Membrane—induced solution structure of human salivary statherin, a 43 amino acid residue acidic phosphoprotein, has been investigated by two—dimensional proton nuclear magnetic resonance (2D ¹H NMR) spectroscopy. NMR assignments and structural analysis of this phosphoprotein was accomplished by analyzing the pattern of sequential and medium range NOEs, αCH chemical shift perturbations and deuterium exchange measurements of the amide proton resonances. The NMR data revealed three distinct structural motifs in the molecule: (1) an α-helical structure at the N-terminal domain comprising Asp¹-Tyr¹⁶, (2) a polyproline type II (PPII) conformation predominantly occurring at the middle proline-rich domain spanning Gly¹⁹-Gln³⁵, and (3) a 3₁₀−helical structure at the C-terminal Pro³⁶-Phe⁴³ sequence. Presence of a few weak d_αN(i,i+2) suggests that N-terminus also possesses minor population of 3₁₀−helical conformation. Of the three secondary structural elements, helical structure formed by the N-terminal residues, Asp¹-Ile¹¹ appears to be more rigid as observed by the relatively very slow exchange of amide hydrogens of Glu⁵-Ile¹¹. ³¹P NMR experiments clearly indicated that N-terminal domain of statherin exists mainly in disordered state in water whereas, upon addition of structure stabilizing co-solvent, 2,2,2-trifluo-rethanol (TFE), it showed a strong propensity for helical conformation.

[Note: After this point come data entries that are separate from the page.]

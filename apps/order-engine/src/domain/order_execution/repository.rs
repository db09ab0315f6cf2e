//! Order and Trade Repository Traits
//!
//! Persistence abstractions for orders and trades. Implemented by adapters
//! in the infrastructure layer.
//!
//! Stores hand out `OrderCell`s: the order's lock is the single-writer
//! guard for every transition. Callers must not hold a store-internal lock
//! while locking a cell; implementations return cloned `Arc`s for that reason.

use std::sync::Arc;

use parking_lot::Mutex;

use super::aggregate::{Order, RejectedOrder, Trade};
use super::errors::OrderError;
use crate::domain::shared::{LinkGroupId, OrderId, OwnerId, Symbol};

/// Shared, lockable handle to a live order.
pub type OrderCell = Arc<Mutex<Order>>;

/// Repository trait for orders and rejection records.
pub trait OrderRepository: Send + Sync {
    /// Insert a newly admitted order.
    ///
    /// # Errors
    ///
    /// Returns `DuplicateOrderId` if the ID is already taken.
    fn insert(&self, order: Order) -> Result<OrderCell, OrderError>;

    /// Record a rejected specification.
    ///
    /// # Errors
    ///
    /// Returns `DuplicateOrderId` if the ID is already taken.
    fn insert_rejected(&self, record: RejectedOrder) -> Result<(), OrderError>;

    /// Look up a live order.
    fn get(&self, id: &OrderId) -> Option<OrderCell>;

    /// Look up a rejection record.
    fn get_rejected(&self, id: &OrderId) -> Option<RejectedOrder>;

    /// All orders of an owner, oldest first.
    fn find_by_owner(&self, owner: &OwnerId) -> Vec<OrderCell>;

    /// All rejection records of an owner, oldest first.
    fn find_rejected_by_owner(&self, owner: &OwnerId) -> Vec<RejectedOrder>;

    /// All orders on a symbol, oldest first.
    fn find_by_symbol(&self, symbol: &Symbol) -> Vec<OrderCell>;

    /// Siblings sharing a link group.
    fn find_by_link_group(&self, group: &LinkGroupId) -> Vec<OrderCell>;

    /// Symbols that have at least one order.
    fn symbols(&self) -> Vec<Symbol>;

    /// Number of live orders (rejection records excluded).
    fn len(&self) -> usize;

    /// Returns true if no live orders are stored.
    fn is_empty(&self) -> bool {
        self.len() == 0
    }
}

/// Append-only trade log, looked up by order and by owner.
pub trait TradeRepository: Send + Sync {
    /// Append a trade.
    fn append(&self, trade: Trade);

    /// Trades of one order, in execution order.
    fn find_by_order(&self, order_id: &OrderId) -> Vec<Trade>;

    /// Trades of one owner, in execution order.
    fn find_by_owner(&self, owner: &OwnerId) -> Vec<Trade>;

    /// Total number of trades.
    fn len(&self) -> usize;

    /// Returns true if no trades have been recorded.
    fn is_empty(&self) -> bool {
        self.len() == 0
    }
}
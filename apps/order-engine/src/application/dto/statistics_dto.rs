//! Trading statistics DTOs

use rust_decimal::Decimal;
use serde::{Deserialize, Serialize};

use crate::domain::shared::{OwnerId, Symbol};

/// Net position in one symbol, average-cost basis.
#[derive(Debug, Clone, PartialEq, Eq, Serialize, Deserialize)]
pub struct PositionView {
    /// Symbol.
    pub symbol: Symbol,
    /// Signed quantity (negative = short).
    pub quantity: Decimal,
    /// Average cost of the open quantity.
    pub average_cost: Decimal,
    /// Mark price (snapshot `last`), when available.
    #[serde(skip_serializing_if = "Option::is_none")]
    pub mark_price: Option<Decimal>,
    /// P&L realized by closing trades.
    pub realized_pnl: Decimal,
    /// Open quantity marked to market.
    pub unrealized_pnl: Decimal,
}

/// Per-owner trading statistics.
#[derive(Debug, Clone, PartialEq, Eq, Serialize, Deserialize)]
pub struct TradingStatistics {
    /// Owner.
    pub owner: OwnerId,
    /// Number of trades.
    pub total_trades: usize,
    /// Sum of trade notionals.
    pub total_volume: Decimal,
    /// Sum of fees.
    pub total_fees: Decimal,
    /// Buy-side trades.
    pub buy_trades: usize,
    /// Sell-side trades.
    pub sell_trades: usize,
    /// `total_volume / total_trades`.
    pub average_trade_size: Decimal,
    /// Realized P&L before fees.
    pub realized_pnl: Decimal,
    /// Unrealized P&L before fees.
    pub unrealized_pnl: Decimal,
    /// `realized + unrealized - fees`.
    pub net_pnl: Decimal,
    /// Positions by symbol.
    pub positions: Vec<PositionView>,
}
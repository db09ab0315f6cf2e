//! Application Ports (Driven Ports)
//!
//! Interfaces the application layer consumes. Implemented by adapters in
//! the infrastructure layer.

mod clock_port;
mod market_data_port;

pub use clock_port::Clock;
pub use market_data_port::{MarketDataError, MarketDataPort};
//! Execution Tactics Domain Services
//!
//! - **TWAP**: equal time-spaced slices, last slice absorbs rounding
//! - **VWAP**: quantity allocated per volume bucket, capped by what is left

mod twap_executor;
mod vwap_executor;

pub use twap_executor::TwapExecutor;
pub use vwap_executor::VwapExecutor;
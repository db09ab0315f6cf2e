//! Market data configuration.

use rust_decimal::Decimal;
use rust_decimal_macros::dec;
use serde::{Deserialize, Serialize};

use crate::domain::shared::Symbol;

/// A listed instrument and its seed price.
#[derive(Debug, Clone, PartialEq, Eq, Serialize, Deserialize)]
pub struct InstrumentConfig {
    /// Trading pair, e.g. `BTC/DGD`.
    pub symbol: Symbol,
    /// Initial last price.
    pub price: Decimal,
}

impl InstrumentConfig {
    fn new(symbol: &str, price: Decimal) -> Self {
        Self {
            symbol: Symbol::new(symbol),
            price,
        }
    }
}

/// Market data settings.
#[derive(Debug, Clone, PartialEq, Eq, Serialize, Deserialize)]
pub struct MarketConfig {
    /// Default order book depth.
    #[serde(default = "default_book_depth")]
    pub book_depth: usize,
    /// Instruments listed at startup.
    #[serde(default = "default_instruments")]
    pub instruments: Vec<InstrumentConfig>,
}

impl Default for MarketConfig {
    fn default() -> Self {
        Self {
            book_depth: default_book_depth(),
            instruments: default_instruments(),
        }
    }
}

const fn default_book_depth() -> usize {
    10
}

fn default_instruments() -> Vec<InstrumentConfig> {
    vec![
        InstrumentConfig::new("BTC/DGD", dec!(358.4)),
        InstrumentConfig::new("ETH/DGD", dec!(22.3)),
        InstrumentConfig::new("ADA/DGD", dec!(0.0036)),
        InstrumentConfig::new("DOT/DGD", dec!(0.052)),
        InstrumentConfig::new("LINK/DGD", dec!(0.113)),
    ]
}
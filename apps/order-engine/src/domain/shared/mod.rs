//! Shared Domain Types
//!
//! Value objects and errors shared across bounded contexts.

pub mod errors;
pub mod value_objects;

pub use errors::DomainError;
pub use value_objects::{LinkGroupId, OrderId, OwnerId, StrategyId, Symbol, TradeId};
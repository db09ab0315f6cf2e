//! Order Matcher Domain Service
//!
//! Decides whether an order executes against a snapshot, at what price and
//! quantity, and whether the fill is maker or taker.

use rust_decimal::Decimal;

use crate::domain::market_data::MarketSnapshot;
use crate::domain::order_execution::aggregate::Order;
use crate::domain::order_execution::value_objects::{LiquiditySide, OrderSide};

/// When an evaluation happens.
#[derive(Debug, Clone, Copy, PartialEq, Eq)]
pub enum EvaluationPhase {
    /// The single evaluation made at placement.
    Submission,
    /// A later re-evaluation of a resting order.
    Resting,
}

/// A fill the matcher has decided on.
#[derive(Debug, Clone, Copy, PartialEq, Eq)]
pub struct Execution {
    /// Fill quantity.
    pub quantity: Decimal,
    /// Fill price.
    pub price: Decimal,
    /// Maker or taker.
    pub liquidity: LiquiditySide,
}

/// Stateless matcher.
pub struct OrderMatcher;

impl OrderMatcher {
    /// Evaluate `order` against `snapshot`.
    ///
    /// Updates trigger state as a side effect (arming, trailing level), so it
    /// must be called under the order's lock. Limit-like orders always trade
    /// at their limit price; everything else trades at the touch.
    pub fn evaluate(
        order: &mut Order,
        snapshot: &MarketSnapshot,
        phase: EvaluationPhase,
    ) -> Option<Execution> {
        if !order.status().is_open() {
            return None;
        }

        let armed_now = order.observe_market(snapshot.bid, snapshot.ask);
        if !order.is_armed() {
            return None;
        }

        let side = order.side();
        let touch = snapshot.touch(side);
        if touch <= Decimal::ZERO {
            return None;
        }

        let (price, liquidity) = match order.kind().limit_price() {
            None => (touch, LiquiditySide::Taker),
            Some(limit) => {
                let crosses = match side {
                    OrderSide::Buy => touch <= limit,
                    OrderSide::Sell => touch >= limit,
                };
                if !crosses {
                    return None;
                }
                let liquidity = if phase == EvaluationPhase::Submission || armed_now {
                    LiquiditySide::Taker
                } else {
                    LiquiditySide::Maker
                };
                (limit, liquidity)
            }
        };

        let mut quantity = order.remaining_quantity();
        if let Some(visible) = order.kind().visible_quantity() {
            quantity = quantity.min(visible);
        }
        if let Some(available) = snapshot.available(side) {
            quantity = quantity.min(available);
        }
        if quantity <= Decimal::ZERO {
            return None;
        }

        Some(Execution {
            quantity,
            price,
            liquidity,
        })
    }
}
//! Market Data Adapters

pub mod in_memory;

pub use in_memory::InMemoryMarketData;
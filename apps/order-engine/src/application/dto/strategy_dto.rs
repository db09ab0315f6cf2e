//! Strategy DTOs

use chrono::{DateTime, Utc};
use rust_decimal::Decimal;
use serde::{Deserialize, Serialize};

use crate::domain::execution_tactics::{StrategyKind, StrategyStatus, VolumeProfile};
use crate::domain::order_execution::value_objects::OrderSide;
use crate::domain::shared::{LinkGroupId, OrderId, OwnerId, StrategyId, Symbol};

/// Parameters for `execute_algo`.
///
/// `duration_minutes` is required for TWAP; `limit_price` and `stop_price`
/// for OCO. VWAP uses `volume_profile` or the configured default.
#[derive(Debug, Clone, PartialEq, Eq, Serialize, Deserialize)]
pub struct AlgoParams {
    /// Owning account.
    pub owner: OwnerId,
    /// Symbol.
    pub symbol: Symbol,
    /// Side of every child.
    pub side: OrderSide,
    /// Parent quantity.
    pub quantity: Decimal,
    /// TWAP window.
    #[serde(default, skip_serializing_if = "Option::is_none")]
    pub duration_minutes: Option<u32>,
    /// VWAP profile override.
    #[serde(default, skip_serializing_if = "Option::is_none")]
    pub volume_profile: Option<VolumeProfile>,
    /// OCO protective limit.
    #[serde(default, skip_serializing_if = "Option::is_none")]
    pub limit_price: Option<Decimal>,
    /// OCO protective stop.
    #[serde(default, skip_serializing_if = "Option::is_none")]
    pub stop_price: Option<Decimal>,
}

impl AlgoParams {
    /// Parameters with no strategy-specific fields set.
    #[must_use]
    pub fn new(
        owner: impl Into<OwnerId>,
        symbol: impl Into<Symbol>,
        side: OrderSide,
        quantity: Decimal,
    ) -> Self {
        Self {
            owner: owner.into(),
            symbol: symbol.into(),
            side,
            quantity,
            duration_minutes: None,
            volume_profile: None,
            limit_price: None,
            stop_price: None,
        }
    }

    /// Set the TWAP window.
    #[must_use]
    pub const fn with_duration(mut self, minutes: u32) -> Self {
        self.duration_minutes = Some(minutes);
        self
    }

    /// Set the VWAP profile.
    #[must_use]
    pub fn with_profile(mut self, profile: VolumeProfile) -> Self {
        self.volume_profile = Some(profile);
        self
    }

    /// Set the OCO prices.
    #[must_use]
    pub const fn with_oco_prices(mut self, limit_price: Decimal, stop_price: Decimal) -> Self {
        self.limit_price = Some(limit_price);
        self.stop_price = Some(stop_price);
        self
    }
}

/// Strategy progress and results.
#[derive(Debug, Clone, PartialEq, Eq, Serialize, Deserialize)]
pub struct StrategySummary {
    /// Strategy ID.
    pub strategy_id: StrategyId,
    /// Kind.
    pub kind: StrategyKind,
    /// Status.
    pub status: StrategyStatus,
    /// Owner.
    pub owner: OwnerId,
    /// Symbol.
    pub symbol: Symbol,
    /// Side.
    pub side: OrderSide,
    /// Parent quantity.
    pub requested_quantity: Decimal,
    /// Sum of child fills.
    pub filled_quantity: Decimal,
    /// Weighted average over child fills (absent when unfilled).
    #[serde(skip_serializing_if = "Option::is_none")]
    pub average_price: Option<Decimal>,
    /// Child orders in placement order.
    pub child_order_ids: Vec<OrderId>,
    /// Slices planned.
    pub slices_planned: usize,
    /// Slices placed (admitted).
    pub slices_placed: usize,
    /// Slices that could not be placed.
    pub slices_failed: usize,
    /// OCO link group.
    #[serde(skip_serializing_if = "Option::is_none")]
    pub link_group: Option<LinkGroupId>,
    /// Start time.
    pub created_at: DateTime<Utc>,
}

Calcium ion interaction studies suggested that the disordered N-terminal region encompassing the two vicinal phosphoserines is essential for the binding of calcium ions in vivo. Results from the circular dichroism (CD) experiments were found to be consistent with and complimentary to the NMR data and provided an evidence that non-aqueous environment such as TFE, could induce the protein to fold into helical conformation. The findings that the statherin possesses blended solvent sensitive secondary structural elements and the requirement of non-structured N-terminal region under aqueous environment in calcium ion interaction may be invaluable to understand various physiological functions of statherin in the oral fluid.